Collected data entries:
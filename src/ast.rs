//! Syntax tree produced by [`parse`](crate::parse()).
//!
//! Every node owns its children in source order and carries a [`Meta`]
//! recording where the node starts and where its terminator sits. Literal
//! values (field numbers, import locations, option constants) are kept as
//! raw source text so that tools such as formatters and linters can
//! reproduce the input exactly.

use std::fmt;

/// A location in the parsed source.
///
/// `offset` is a 0-based byte offset; `line` and `column` are 1-based and
/// `column` counts characters, not bytes.
#[derive(Debug, Clone, PartialEq, Eq)]
#[cfg_attr(feature = "serde", derive(serde::Serialize))]
pub struct Position {
    /// File name as given in the parse options, verbatim.
    pub filename: String,
    /// Byte offset into the source.
    pub offset: usize,
    /// 1-based line number.
    pub line: usize,
    /// 1-based column number, counted in characters.
    pub column: usize,
}

impl fmt::Display for Position {
    fn fmt(&self, f: &mut fmt::Formatter<'_>) -> fmt::Result {
        write!(f, "{}:{}:{}", self.filename, self.line, self.column)
    }
}

/// Source span common to all nodes.
///
/// `pos` is the position of the node's first token; `last_pos` is the
/// position of its terminator (`;` or `}`), or of the final character for
/// comments.
#[derive(Debug, Clone, PartialEq, Eq)]
#[cfg_attr(feature = "serde", derive(serde::Serialize))]
pub struct Meta {
    pub pos: Position,
    pub last_pos: Position,
}

/// A single `//` line comment or `/* */` block comment, kept raw.
#[derive(Debug, Clone, PartialEq, Eq)]
#[cfg_attr(feature = "serde", derive(serde::Serialize))]
pub struct Comment {
    /// Comment text including its delimiters, excluding any trailing
    /// newline.
    pub raw: String,
    pub meta: Meta,
}

impl Comment {
    /// Returns true for `/* */` comments.
    pub fn is_block(&self) -> bool {
        self.raw.starts_with("/*")
    }
}

/// A parsed `.proto` file.
#[derive(Debug, Clone, PartialEq, Eq)]
#[cfg_attr(feature = "serde", derive(serde::Serialize))]
pub struct Proto {
    /// The `syntax` statement, if the file has one. Files without one are
    /// parsed with proto2 rules.
    pub syntax: std::option::Option<Syntax>,
    pub body: Vec<ProtoBody>,
    pub meta: ProtoMeta,
}

/// File-level metadata.
#[derive(Debug, Clone, PartialEq, Eq)]
#[cfg_attr(feature = "serde", derive(serde::Serialize))]
pub struct ProtoMeta {
    pub filename: String,
}

/// A top-level statement.
#[derive(Debug, Clone, PartialEq, Eq)]
#[cfg_attr(feature = "serde", derive(serde::Serialize))]
pub enum ProtoBody {
    Import(Import),
    Package(Package),
    Option(Option),
    Message(Message),
    Enum(Enum),
    Service(Service),
    Extend(Extend),
    EmptyStatement(EmptyStatement),
    Comment(Comment),
}

/// The `syntax = "proto2";` or `syntax = "proto3";` statement.
#[derive(Debug, Clone, PartialEq, Eq)]
#[cfg_attr(feature = "serde", derive(serde::Serialize))]
pub struct Syntax {
    /// Unquoted version, either `proto2` or `proto3`.
    pub version: String,
    pub leading_comments: Vec<Comment>,
    pub inline_comment: std::option::Option<Comment>,
    pub meta: Meta,
}

/// An `import` statement. The location keeps its quotes.
#[derive(Debug, Clone, PartialEq, Eq)]
#[cfg_attr(feature = "serde", derive(serde::Serialize))]
pub struct Import {
    pub modifier: std::option::Option<ImportModifier>,
    pub location: String,
    pub leading_comments: Vec<Comment>,
    pub inline_comment: std::option::Option<Comment>,
    pub meta: Meta,
}

#[derive(Debug, Clone, Copy, PartialEq, Eq)]
#[cfg_attr(feature = "serde", derive(serde::Serialize))]
pub enum ImportModifier {
    Weak,
    Public,
}

/// A `package` statement with a dotted name.
#[derive(Debug, Clone, PartialEq, Eq)]
#[cfg_attr(feature = "serde", derive(serde::Serialize))]
pub struct Package {
    pub name: String,
    pub leading_comments: Vec<Comment>,
    pub inline_comment: std::option::Option<Comment>,
    pub meta: Meta,
}

/// An `option` statement. The name keeps any parentheses and dots; the
/// constant is raw source text, including `{ ... }` message literals.
#[derive(Debug, Clone, PartialEq, Eq)]
#[cfg_attr(feature = "serde", derive(serde::Serialize))]
pub struct Option {
    pub name: String,
    pub constant: String,
    pub leading_comments: Vec<Comment>,
    pub inline_comment: std::option::Option<Comment>,
    pub meta: Meta,
}

/// A `message` definition.
#[derive(Debug, Clone, PartialEq, Eq)]
#[cfg_attr(feature = "serde", derive(serde::Serialize))]
pub struct Message {
    pub name: String,
    pub body: Vec<MessageBody>,
    pub leading_comments: Vec<Comment>,
    pub inline_comment: std::option::Option<Comment>,
    /// Comment on the same line as the opening `{`.
    pub inline_comment_behind_left_curly: std::option::Option<Comment>,
    pub meta: Meta,
}

/// A statement inside a message body.
#[derive(Debug, Clone, PartialEq, Eq)]
#[cfg_attr(feature = "serde", derive(serde::Serialize))]
pub enum MessageBody {
    Field(Field),
    MapField(MapField),
    Oneof(Oneof),
    Group(Group),
    Reserved(Reserved),
    Extensions(Extensions),
    Enum(Enum),
    Message(Message),
    Option(Option),
    Extend(Extend),
    EmptyStatement(EmptyStatement),
    Comment(Comment),
}

#[derive(Debug, Clone, Copy, PartialEq, Eq)]
#[cfg_attr(feature = "serde", derive(serde::Serialize))]
pub enum FieldLabel {
    Required,
    Optional,
    Repeated,
}

/// A normal message field.
#[derive(Debug, Clone, PartialEq, Eq)]
#[cfg_attr(feature = "serde", derive(serde::Serialize))]
pub struct Field {
    pub label: std::option::Option<FieldLabel>,
    /// Type as written, possibly dotted and possibly with a leading dot.
    pub ty: String,
    pub name: String,
    /// Field number as written.
    pub number: String,
    pub options: Vec<FieldOption>,
    pub leading_comments: Vec<Comment>,
    pub inline_comment: std::option::Option<Comment>,
    pub meta: Meta,
}

/// One `name = constant` pair from a trailing `[ ... ]` option list.
#[derive(Debug, Clone, PartialEq, Eq)]
#[cfg_attr(feature = "serde", derive(serde::Serialize))]
pub struct FieldOption {
    pub name: String,
    pub constant: String,
}

/// A `map<K, V>` field.
#[derive(Debug, Clone, PartialEq, Eq)]
#[cfg_attr(feature = "serde", derive(serde::Serialize))]
pub struct MapField {
    pub key_ty: String,
    pub ty: String,
    pub name: String,
    pub number: String,
    pub options: Vec<FieldOption>,
    pub leading_comments: Vec<Comment>,
    pub inline_comment: std::option::Option<Comment>,
    pub meta: Meta,
}

/// A `oneof` group of fields.
#[derive(Debug, Clone, PartialEq, Eq)]
#[cfg_attr(feature = "serde", derive(serde::Serialize))]
pub struct Oneof {
    pub name: String,
    pub body: Vec<OneofBody>,
    pub leading_comments: Vec<Comment>,
    pub inline_comment: std::option::Option<Comment>,
    pub inline_comment_behind_left_curly: std::option::Option<Comment>,
    pub meta: Meta,
}

#[derive(Debug, Clone, PartialEq, Eq)]
#[cfg_attr(feature = "serde", derive(serde::Serialize))]
pub enum OneofBody {
    Option(Option),
    Field(OneofField),
    Group(Group),
    EmptyStatement(EmptyStatement),
    Comment(Comment),
}

/// A field inside a `oneof`. Oneof fields carry no label.
#[derive(Debug, Clone, PartialEq, Eq)]
#[cfg_attr(feature = "serde", derive(serde::Serialize))]
pub struct OneofField {
    pub ty: String,
    pub name: String,
    pub number: String,
    pub options: Vec<FieldOption>,
    pub leading_comments: Vec<Comment>,
    pub inline_comment: std::option::Option<Comment>,
    pub meta: Meta,
}

/// A proto2 `group` field and its nested message body.
#[derive(Debug, Clone, PartialEq, Eq)]
#[cfg_attr(feature = "serde", derive(serde::Serialize))]
pub struct Group {
    pub label: std::option::Option<FieldLabel>,
    pub name: String,
    pub number: String,
    pub body: Vec<MessageBody>,
    pub leading_comments: Vec<Comment>,
    pub inline_comment: std::option::Option<Comment>,
    pub inline_comment_behind_left_curly: std::option::Option<Comment>,
    pub meta: Meta,
}

/// A `reserved` statement, holding either ranges or field names but never
/// both.
#[derive(Debug, Clone, PartialEq, Eq)]
#[cfg_attr(feature = "serde", derive(serde::Serialize))]
pub struct Reserved {
    pub content: ReservedContent,
    pub leading_comments: Vec<Comment>,
    pub inline_comment: std::option::Option<Comment>,
    pub meta: Meta,
}

#[derive(Debug, Clone, PartialEq, Eq)]
#[cfg_attr(feature = "serde", derive(serde::Serialize))]
pub enum ReservedContent {
    Ranges(Vec<ReservedRange>),
    /// Quoted field names, kept raw.
    FieldNames(Vec<String>),
}

/// A single `N`, `N to M` or `N to max` range.
#[derive(Debug, Clone, PartialEq, Eq)]
#[cfg_attr(feature = "serde", derive(serde::Serialize))]
pub struct ReservedRange {
    pub begin: String,
    /// Upper bound as written; `max` stays the literal keyword.
    pub end: std::option::Option<String>,
}

/// A proto2 `extensions` statement.
#[derive(Debug, Clone, PartialEq, Eq)]
#[cfg_attr(feature = "serde", derive(serde::Serialize))]
pub struct Extensions {
    pub ranges: Vec<ReservedRange>,
    pub leading_comments: Vec<Comment>,
    pub inline_comment: std::option::Option<Comment>,
    pub meta: Meta,
}

/// An `extend` block.
#[derive(Debug, Clone, PartialEq, Eq)]
#[cfg_attr(feature = "serde", derive(serde::Serialize))]
pub struct Extend {
    pub message_type: String,
    pub body: Vec<ExtendBody>,
    pub leading_comments: Vec<Comment>,
    pub inline_comment: std::option::Option<Comment>,
    pub inline_comment_behind_left_curly: std::option::Option<Comment>,
    pub meta: Meta,
}

#[derive(Debug, Clone, PartialEq, Eq)]
#[cfg_attr(feature = "serde", derive(serde::Serialize))]
pub enum ExtendBody {
    Field(Field),
    Group(Group),
    EmptyStatement(EmptyStatement),
    Comment(Comment),
}

/// An `enum` definition.
#[derive(Debug, Clone, PartialEq, Eq)]
#[cfg_attr(feature = "serde", derive(serde::Serialize))]
pub struct Enum {
    pub name: String,
    pub body: Vec<EnumBody>,
    pub leading_comments: Vec<Comment>,
    pub inline_comment: std::option::Option<Comment>,
    pub inline_comment_behind_left_curly: std::option::Option<Comment>,
    pub meta: Meta,
}

#[derive(Debug, Clone, PartialEq, Eq)]
#[cfg_attr(feature = "serde", derive(serde::Serialize))]
pub enum EnumBody {
    Option(Option),
    Field(EnumField),
    Reserved(Reserved),
    EmptyStatement(EmptyStatement),
    Comment(Comment),
}

/// One enum value. The number is raw text and may carry a sign.
#[derive(Debug, Clone, PartialEq, Eq)]
#[cfg_attr(feature = "serde", derive(serde::Serialize))]
pub struct EnumField {
    pub name: String,
    pub number: String,
    pub options: Vec<EnumValueOption>,
    pub leading_comments: Vec<Comment>,
    pub inline_comment: std::option::Option<Comment>,
    pub meta: Meta,
}

/// One `name = constant` pair attached to an enum value.
#[derive(Debug, Clone, PartialEq, Eq)]
#[cfg_attr(feature = "serde", derive(serde::Serialize))]
pub struct EnumValueOption {
    pub name: String,
    pub constant: String,
}

/// A `service` definition.
#[derive(Debug, Clone, PartialEq, Eq)]
#[cfg_attr(feature = "serde", derive(serde::Serialize))]
pub struct Service {
    pub name: String,
    pub body: Vec<ServiceBody>,
    pub leading_comments: Vec<Comment>,
    pub inline_comment: std::option::Option<Comment>,
    pub inline_comment_behind_left_curly: std::option::Option<Comment>,
    pub meta: Meta,
}

#[derive(Debug, Clone, PartialEq, Eq)]
#[cfg_attr(feature = "serde", derive(serde::Serialize))]
pub enum ServiceBody {
    Option(Option),
    Rpc(Rpc),
    EmptyStatement(EmptyStatement),
    Comment(Comment),
}

/// An `rpc` method declaration.
#[derive(Debug, Clone, PartialEq, Eq)]
#[cfg_attr(feature = "serde", derive(serde::Serialize))]
pub struct Rpc {
    pub name: String,
    pub request: RpcType,
    pub response: RpcType,
    /// Options from a trailing `{ option ...; }` block.
    pub options: Vec<Option>,
    pub leading_comments: Vec<Comment>,
    pub inline_comment: std::option::Option<Comment>,
    pub inline_comment_behind_left_curly: std::option::Option<Comment>,
    pub meta: Meta,
}

/// Request or response clause of an [`Rpc`]. Its `meta` spans the
/// parenthesized clause.
#[derive(Debug, Clone, PartialEq, Eq)]
#[cfg_attr(feature = "serde", derive(serde::Serialize))]
pub struct RpcType {
    pub streaming: bool,
    pub message_type: String,
    pub meta: Meta,
}

/// A bare `;`, preserved so comments around it keep an anchor.
#[derive(Debug, Clone, PartialEq, Eq)]
#[cfg_attr(feature = "serde", derive(serde::Serialize))]
pub struct EmptyStatement {
    pub leading_comments: Vec<Comment>,
    pub inline_comment: std::option::Option<Comment>,
    pub meta: Meta,
}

WORK TO COMPLETE:
Each line of the entries that contains "usize" counts once; state the total as a bare number.

PROBLEM SOLUTION:
3